Eingreifen? Politics of Art (2)
Fachseminar von Beate Gütschow
und Wiebke Elzel
donnerstags, 10 – 12 Uhr
Case – Projektraum der Fotografie,
Große Witschgasse 9–11
Im Projektraum der Fotografie wird die im Sommer begonnene Ausstellungsreihe „Acht Behauptungen“ mit Einzelausstellungen der Studierenden fortgesetzt. Die Reihe gehört zu den seit längerem statt findenden Case-Ausstellungen, hat in diesem Jahr aber zum ersten Mal einen thematischen Fokus: Politische Kunst, gibt es das? Ab wann agiert Kunst, und wie verhält sich dies für die künstlerische Fotografie? Gesellschaftliche Relevanz wird vielen künstlerischen Arbeiten oft schon fast inflationär in Ausstellungs-Pressetexten bescheinigt. Im institutionellen Rahmen werden soziale Konflikte und Missstände – wenn schon nicht änderbar – so doch zumindest ausgestellt. Kann man Systeme hinterfragen, ohne den von ihnen gesetzten Rahmen zu verlassen? Sind kritisch arbeitende Künstlerinnen Volontäre der Politik? Gibt es Situationen und Kontexte, in denen die künstlerische Stellungnahme unabdingbar ist? Die künstlerische Fotografie hat in diesem Feld eine besondere Rolle. Eine dokumentarische Praxis mag in das, was sie zeigt, mit dem Zeigen eingreifen, sie kann dabei aufklärerisch aber auch parasitär sein. Künstlerische Fotografie taucht aber auch zunehmend, nicht als künstlerische Setzung erkennbar, im Kontext von Aktionismus, Printmedien und Web auf. Was bedeutet der Verzicht auf den institutionellen Rahmen?

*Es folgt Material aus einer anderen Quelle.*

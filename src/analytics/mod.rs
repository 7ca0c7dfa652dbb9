//! Pure aggregation over rows already fetched from the data API.
//!
//! Nothing here performs I/O; the query accessors feed these functions and
//! the results go straight to the presentation layer.

pub mod budget;
pub mod stats;
pub mod trend;

pub use budget::{evaluate, evaluate_all, overview};
pub use stats::{compute_stats, month_summaries, monthly_evolution};
pub use trend::trend;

Für die Case Ausstellungen sind Projekte gewünscht, die es wagen, zu agieren, jedoch auch Projekte, die die Möglichkeiten dieses Agierens in Frage stellen oder das Einmischen vollständig – als explizite Haltung – verweigern. Im besonderen Fokus steht hier das Medium Fotografie, mit seinen spezifischen Bedingungen und Unzulänglichkeiten, die Bertolt Brecht in den Schriften Versuche 1-12 treffend beschreibt: „Die Lage wird dadurch so kompliziert, dass weniger denn je eine einfache ‚Wiedergabe der Realität’ etwas über die Realität aussagt. Eine Photographie der Kruppwerke oder der AEG ergibt beinahe nichts über diese Institute. Die eigentliche Realität ist ins Funktionale gerutscht. Die Verdinglichung der menschlichen Beziehungen, also etwa der Fabrik, gibt die letztere nicht mehr heraus.1
Das Seminar ist eine Fortsetzung des Seminars: Eingreifen? Politics of Art (1), jedoch ist es auch offen für Studierende, die nicht am ersten Teil teilgenommen haben.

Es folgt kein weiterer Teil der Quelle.